Replicate the data exactly, every line included.

[[ DATA RECORDS open ]]

//! Rent calculation (spec §4.1). Stateless: every function takes the
//! immutable board reference plus the current `GameState` and returns a
//! plain number, grounded on the teacher's `GameEngine::calculate_rent`.

use crate::board::{get_space, group_spaces, SpaceKind};
use crate::state::GameState;
use uuid::Uuid;

/// Rent owed on `position` if `payer` lands there right now. Returns 0 for
/// unowned, bank-owned, self-owned, or mortgaged tiles — callers skip the
/// transfer in that case rather than branching on zero specially.
pub fn rent_due(state: &GameState, position: u8, payer: Uuid, dice_total: u32) -> u32 {
    let Some(space) = get_space(position) else { return 0 };
    let Some(owner) = state.owner_of(position) else { return 0 };
    if owner == payer {
        return 0;
    }
    let Some(owner_player) = state.get_player(owner) else { return 0 };
    if owner_player.is_mortgaged(position) {
        return 0;
    }

    match space.kind {
        SpaceKind::Property => {
            let houses = owner_player.house_count(position);
            if houses > 0 {
                space.rent_schedule[houses as usize]
            } else if space.group.map(|g| player_has_full_set(state, owner, g)).unwrap_or(false) {
                space.rent_schedule[0] * 2
            } else {
                space.rent_schedule[0]
            }
        }
        SpaceKind::Railroad => {
            let count = owned_unmortgaged_count(state, owner, SpaceKind::Railroad);
            [25u32, 50, 100, 200]
                .get(count.saturating_sub(1))
                .copied()
                .unwrap_or(0)
        }
        SpaceKind::Utility => {
            let count = owned_unmortgaged_count(state, owner, SpaceKind::Utility);
            let multiplier = if count >= 2 { 10 } else { 4 };
            dice_total * multiplier
        }
        _ => 0,
    }
}

/// Railroad rent doubled by the "Advance to nearest Railroad" Chance card
/// (spec §4.1 special case), applied on top of the already-unmortgaged count.
pub fn nearest_railroad_rent(state: &GameState, position: u8, payer: Uuid, dice_total: u32) -> u32 {
    rent_due(state, position, payer, dice_total) * 2
}

pub fn player_has_full_set(state: &GameState, owner: Uuid, group: crate::board::ColorGroup) -> bool {
    group_spaces(group).iter().all(|space| {
        state
            .owner_of(space.position)
            .map(|o| o == owner)
            .unwrap_or(false)
    })
}

fn owned_unmortgaged_count(state: &GameState, owner: Uuid, kind: SpaceKind) -> usize {
    let Some(player) = state.get_player(owner) else { return 0 };
    player
        .properties
        .iter()
        .filter(|&&pos| {
            get_space(pos).map(|s| s.kind == kind).unwrap_or(false) && !player.is_mortgaged(pos)
        })
        .count()
}

#[cfg(test)]
mod tests {
    use super::*;
    use crate::state::{Bank, Deck, Player};
    use crate::board::DeckKind;
    use crate::rng::GameRng;

    fn fresh_state(players: Vec<Player>) -> GameState {
        let mut rng = GameRng::from_seed(1);
        GameState::new(
            players,
            Bank::default(),
            Deck::new_shuffled(DeckKind::Chance, &mut rng),
            Deck::new_shuffled(DeckKind::CommunityChest, &mut rng),
        )
    }

    #[test]
    fn unowned_property_has_no_rent() {
        let payer = Uuid::new_v4();
        let state = fresh_state(vec![Player::new(payer, "A".into(), 1500)]);
        assert_eq!(rent_due(&state, 1, payer, 7), 0);
    }

    #[test]
    fn mortgaged_property_has_no_rent() {
        let owner = Uuid::new_v4();
        let payer = Uuid::new_v4();
        let mut owner_player = Player::new(owner, "Owner".into(), 1500);
        owner_player.properties.insert(1);
        owner_player.mortgaged.insert(1);
        let mut state = fresh_state(vec![owner_player, Player::new(payer, "Payer".into(), 1500)]);
        state.property_owners.insert(1, owner);
        assert_eq!(rent_due(&state, 1, payer, 7), 0);
    }

    #[test]
    fn full_color_set_doubles_unimproved_rent() {
        let owner = Uuid::new_v4();
        let payer = Uuid::new_v4();
        let group = get_space(1).unwrap().group.unwrap();
        let mut owner_player = Player::new(owner, "Owner".into(), 1500);
        let mut state = fresh_state(vec![Player::new(payer, "Payer".into(), 1500)]);
        for space in group_spaces(group) {
            owner_player.properties.insert(space.position);
            state.property_owners.insert(space.position, owner);
        }
        state.players.insert(0, owner_player);
        let base = get_space(1).unwrap().rent_schedule[0];
        assert_eq!(rent_due(&state, 1, payer, 7), base * 2);
    }
}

[[ DATA RECORDS closed ]]

■ TASK RESPONSE ■
//! Rent calculation (spec §4.1). Stateless: every function takes the
//! immutable board reference plus the current `GameState` and returns a
//! plain number, grounded on the teacher's `GameEngine::calculate_rent`.

use crate::board::{get_space, group_spaces, SpaceKind};
use crate::state::GameState;
use uuid::Uuid;

/// Rent owed on `position` if `payer` lands there right now. Returns 0 for
/// unowned, bank-owned, self-owned, or mortgaged tiles — callers skip the
/// transfer in that case rather than branching on zero specially.
pub fn rent_due(state: &GameState, position: u8, payer: Uuid, dice_total: u32) -> u32 {
    let Some(space) = get_space(position) else { return 0 };
    let Some(owner) = state.owner_of(position) else { return 0 };
    if owner == payer {
        return 0;
    }
    let Some(owner_player) = state.get_player(owner) else { return 0 };
    if owner_player.is_mortgaged(position) {
        return 0;
    }

    match space.kind {
        SpaceKind::Property => {
            let houses = owner_player.house_count(position);
            if houses > 0 {
                space.rent_schedule[houses as usize]
            } else if space.group.map(|g| player_has_full_set(state, owner, g)).unwrap_or(false) {
                space.rent_schedule[0] * 2
            } else {
                space.rent_schedule[0]
            }
        }
        SpaceKind::Railroad => {
            let count = owned_unmortgaged_count(state, owner, SpaceKind::Railroad);
            [25u32, 50, 100, 200]
                .get(count.saturating_sub(1))
                .copied()
                .unwrap_or(0)
        }
        SpaceKind::Utility => {
            let count = owned_unmortgaged_count(state, owner, SpaceKind::Utility);
            let multiplier = if count >= 2 { 10 } else { 4 };
            dice_total * multiplier
        }
        _ => 0,
    }
}

/// Railroad rent doubled by the "Advance to nearest Railroad" Chance card
/// (spec §4.1 special case), applied on top of the already-unmortgaged count.
pub fn nearest_railroad_rent(state: &GameState, position: u8, payer: Uuid, dice_total: u32) -> u32 {
    rent_due(state, position, payer, dice_total) * 2
}

pub fn player_has_full_set(state: &GameState, owner: Uuid, group: crate::board::ColorGroup) -> bool {
    group_spaces(group).iter().all(|space| {
        state
            .owner_of(space.position)
            .map(|o| o == owner)
            .unwrap_or(false)
    })
}

fn owned_unmortgaged_count(state: &GameState, owner: Uuid, kind: SpaceKind) -> usize {
    let Some(player) = state.get_player(owner) else { return 0 };
    player
        .properties
        .iter()
        .filter(|&&pos| {
            get_space(pos).map(|s| s.kind == kind).unwrap_or(false) && !player.is_mortgaged(pos)
        })
        .count()
}

#[cfg(test)]
mod tests {
    use super::*;
    use crate::state::{Bank, Deck, Player};
    use crate::board::DeckKind;
    use crate::rng::GameRng;

    fn fresh_state(players: Vec<Player>) -> GameState {
        let mut rng = GameRng::from_seed(1);
        GameState::new(
            players,
            Bank::default(),
            Deck::new_shuffled(DeckKind::Chance, &mut rng),
            Deck::new_shuffled(DeckKind::CommunityChest, &mut rng),
        )
    }

    #[test]
    fn unowned_property_has_no_rent() {
        let payer = Uuid::new_v4();
        let state = fresh_state(vec![Player::new(payer, "A".into(), 1500)]);
        assert_eq!(rent_due(&state, 1, payer, 7), 0);
    }

    #[test]
    fn mortgaged_property_has_no_rent() {
        let owner = Uuid::new_v4();
        let payer = Uuid::new_v4();
        let mut owner_player = Player::new(owner, "Owner".into(), 1500);
        owner_player.properties.insert(1);
        owner_player.mortgaged.insert(1);
        let mut state = fresh_state(vec![owner_player, Player::new(payer, "Payer".into(), 1500)]);
        state.property_owners.insert(1, owner);
        assert_eq!(rent_due(&state, 1, payer, 7), 0);
    }

    #[test]
    fn full_color_set_doubles_unimproved_rent() {
        let owner = Uuid::new_v4();
        let payer = Uuid::new_v4();
        let group = get_space(1).unwrap().group.unwrap();
        let mut owner_player = Player::new(owner, "Owner".into(), 1500);
        let mut state = fresh_state(vec![Player::new(payer, "Payer".into(), 1500)]);
        for space in group_spaces(group) {
            owner_player.properties.insert(space.position);
            state.property_owners.insert(space.position, owner);
        }
        state.players.insert(0, owner_player);
        let base = get_space(1).unwrap().rent_schedule[0];
        assert_eq!(rent_due(&state, 1, payer, 7), base * 2);
    }
}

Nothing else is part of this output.